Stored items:
┌────────

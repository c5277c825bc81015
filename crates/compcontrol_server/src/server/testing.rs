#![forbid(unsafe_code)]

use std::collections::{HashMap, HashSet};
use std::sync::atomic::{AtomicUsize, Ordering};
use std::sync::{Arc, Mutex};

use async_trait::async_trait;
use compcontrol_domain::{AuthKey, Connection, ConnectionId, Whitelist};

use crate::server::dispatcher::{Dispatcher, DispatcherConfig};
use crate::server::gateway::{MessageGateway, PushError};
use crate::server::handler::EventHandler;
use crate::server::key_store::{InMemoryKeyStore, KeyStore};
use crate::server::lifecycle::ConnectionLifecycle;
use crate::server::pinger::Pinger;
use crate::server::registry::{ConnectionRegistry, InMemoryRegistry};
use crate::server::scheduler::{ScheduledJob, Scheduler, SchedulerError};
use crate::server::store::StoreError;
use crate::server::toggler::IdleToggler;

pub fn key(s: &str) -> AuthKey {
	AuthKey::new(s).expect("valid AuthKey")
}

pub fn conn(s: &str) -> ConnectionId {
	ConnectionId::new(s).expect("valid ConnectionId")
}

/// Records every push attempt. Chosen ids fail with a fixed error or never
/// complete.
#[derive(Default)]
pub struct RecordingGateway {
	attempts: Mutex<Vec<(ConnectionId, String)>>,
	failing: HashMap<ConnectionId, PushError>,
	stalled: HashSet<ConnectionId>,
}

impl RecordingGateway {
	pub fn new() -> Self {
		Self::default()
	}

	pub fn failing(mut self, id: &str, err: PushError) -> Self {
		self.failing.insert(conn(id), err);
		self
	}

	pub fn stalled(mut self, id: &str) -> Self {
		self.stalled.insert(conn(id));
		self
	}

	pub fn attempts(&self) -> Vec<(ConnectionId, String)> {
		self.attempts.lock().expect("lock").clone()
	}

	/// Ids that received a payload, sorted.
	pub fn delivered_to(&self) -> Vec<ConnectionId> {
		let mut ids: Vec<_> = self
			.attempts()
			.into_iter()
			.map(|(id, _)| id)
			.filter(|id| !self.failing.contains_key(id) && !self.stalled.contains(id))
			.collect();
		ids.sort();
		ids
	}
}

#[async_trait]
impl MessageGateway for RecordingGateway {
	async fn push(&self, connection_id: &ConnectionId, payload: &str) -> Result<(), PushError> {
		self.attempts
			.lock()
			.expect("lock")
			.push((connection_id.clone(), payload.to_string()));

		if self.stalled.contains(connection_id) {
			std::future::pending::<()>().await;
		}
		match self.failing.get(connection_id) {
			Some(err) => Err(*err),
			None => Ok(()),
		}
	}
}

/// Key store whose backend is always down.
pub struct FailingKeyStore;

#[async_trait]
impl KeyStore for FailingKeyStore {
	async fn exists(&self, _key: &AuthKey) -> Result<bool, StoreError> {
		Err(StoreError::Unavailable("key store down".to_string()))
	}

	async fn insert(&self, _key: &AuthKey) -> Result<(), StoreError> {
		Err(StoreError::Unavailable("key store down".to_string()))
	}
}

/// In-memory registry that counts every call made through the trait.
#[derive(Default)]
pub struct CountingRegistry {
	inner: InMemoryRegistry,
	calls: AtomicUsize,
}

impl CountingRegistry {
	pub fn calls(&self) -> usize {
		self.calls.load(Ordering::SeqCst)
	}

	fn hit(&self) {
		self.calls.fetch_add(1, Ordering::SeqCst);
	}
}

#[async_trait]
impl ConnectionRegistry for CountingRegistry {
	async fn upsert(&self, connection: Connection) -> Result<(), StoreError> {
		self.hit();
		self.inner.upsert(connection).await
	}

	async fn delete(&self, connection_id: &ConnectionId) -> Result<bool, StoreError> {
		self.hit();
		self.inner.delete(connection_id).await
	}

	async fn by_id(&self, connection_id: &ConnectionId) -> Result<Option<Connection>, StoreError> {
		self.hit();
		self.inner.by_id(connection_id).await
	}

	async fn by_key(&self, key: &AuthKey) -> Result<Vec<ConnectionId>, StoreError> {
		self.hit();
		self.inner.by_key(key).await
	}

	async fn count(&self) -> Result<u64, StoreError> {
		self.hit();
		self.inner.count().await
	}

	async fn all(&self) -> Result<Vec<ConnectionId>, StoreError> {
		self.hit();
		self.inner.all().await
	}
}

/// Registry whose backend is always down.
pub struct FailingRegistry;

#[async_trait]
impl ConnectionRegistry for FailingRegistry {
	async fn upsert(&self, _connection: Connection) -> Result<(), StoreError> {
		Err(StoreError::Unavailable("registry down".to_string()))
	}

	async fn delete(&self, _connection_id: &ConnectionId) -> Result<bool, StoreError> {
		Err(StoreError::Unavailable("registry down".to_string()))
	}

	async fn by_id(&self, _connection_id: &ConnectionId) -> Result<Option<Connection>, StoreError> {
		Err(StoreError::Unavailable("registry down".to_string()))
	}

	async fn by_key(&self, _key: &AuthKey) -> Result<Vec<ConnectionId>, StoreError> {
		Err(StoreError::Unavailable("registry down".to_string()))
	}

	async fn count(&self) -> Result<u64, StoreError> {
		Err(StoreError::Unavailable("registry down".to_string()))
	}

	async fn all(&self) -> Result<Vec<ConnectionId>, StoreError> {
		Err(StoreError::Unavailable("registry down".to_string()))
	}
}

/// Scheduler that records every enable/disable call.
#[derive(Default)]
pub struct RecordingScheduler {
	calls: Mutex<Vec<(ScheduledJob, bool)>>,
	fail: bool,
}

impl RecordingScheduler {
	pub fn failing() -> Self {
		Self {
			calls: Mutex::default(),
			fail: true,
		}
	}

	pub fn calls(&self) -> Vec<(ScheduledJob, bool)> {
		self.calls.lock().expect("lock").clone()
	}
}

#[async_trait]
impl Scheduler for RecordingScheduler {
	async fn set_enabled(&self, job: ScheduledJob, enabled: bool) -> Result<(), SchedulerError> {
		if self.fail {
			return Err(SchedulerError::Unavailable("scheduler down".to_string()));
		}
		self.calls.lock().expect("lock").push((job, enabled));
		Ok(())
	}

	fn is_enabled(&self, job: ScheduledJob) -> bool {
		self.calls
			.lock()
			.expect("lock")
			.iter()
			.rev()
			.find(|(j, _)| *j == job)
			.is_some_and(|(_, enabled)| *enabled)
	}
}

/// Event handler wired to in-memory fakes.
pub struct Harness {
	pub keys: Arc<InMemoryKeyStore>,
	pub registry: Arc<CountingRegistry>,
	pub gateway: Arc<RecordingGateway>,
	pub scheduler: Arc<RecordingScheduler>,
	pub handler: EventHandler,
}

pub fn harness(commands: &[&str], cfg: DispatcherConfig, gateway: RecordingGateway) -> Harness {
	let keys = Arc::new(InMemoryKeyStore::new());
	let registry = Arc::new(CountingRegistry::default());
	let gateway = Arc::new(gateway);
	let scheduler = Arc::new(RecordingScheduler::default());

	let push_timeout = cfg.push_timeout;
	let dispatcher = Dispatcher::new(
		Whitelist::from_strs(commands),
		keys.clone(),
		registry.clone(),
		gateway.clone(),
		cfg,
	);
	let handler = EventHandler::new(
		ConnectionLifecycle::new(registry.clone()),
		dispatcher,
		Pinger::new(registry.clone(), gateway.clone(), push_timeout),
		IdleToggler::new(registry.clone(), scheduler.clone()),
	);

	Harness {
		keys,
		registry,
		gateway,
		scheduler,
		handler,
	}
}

└────────

Would you tally the lines above that include "SeqCst" and reply with only the total?

_Task response_: 2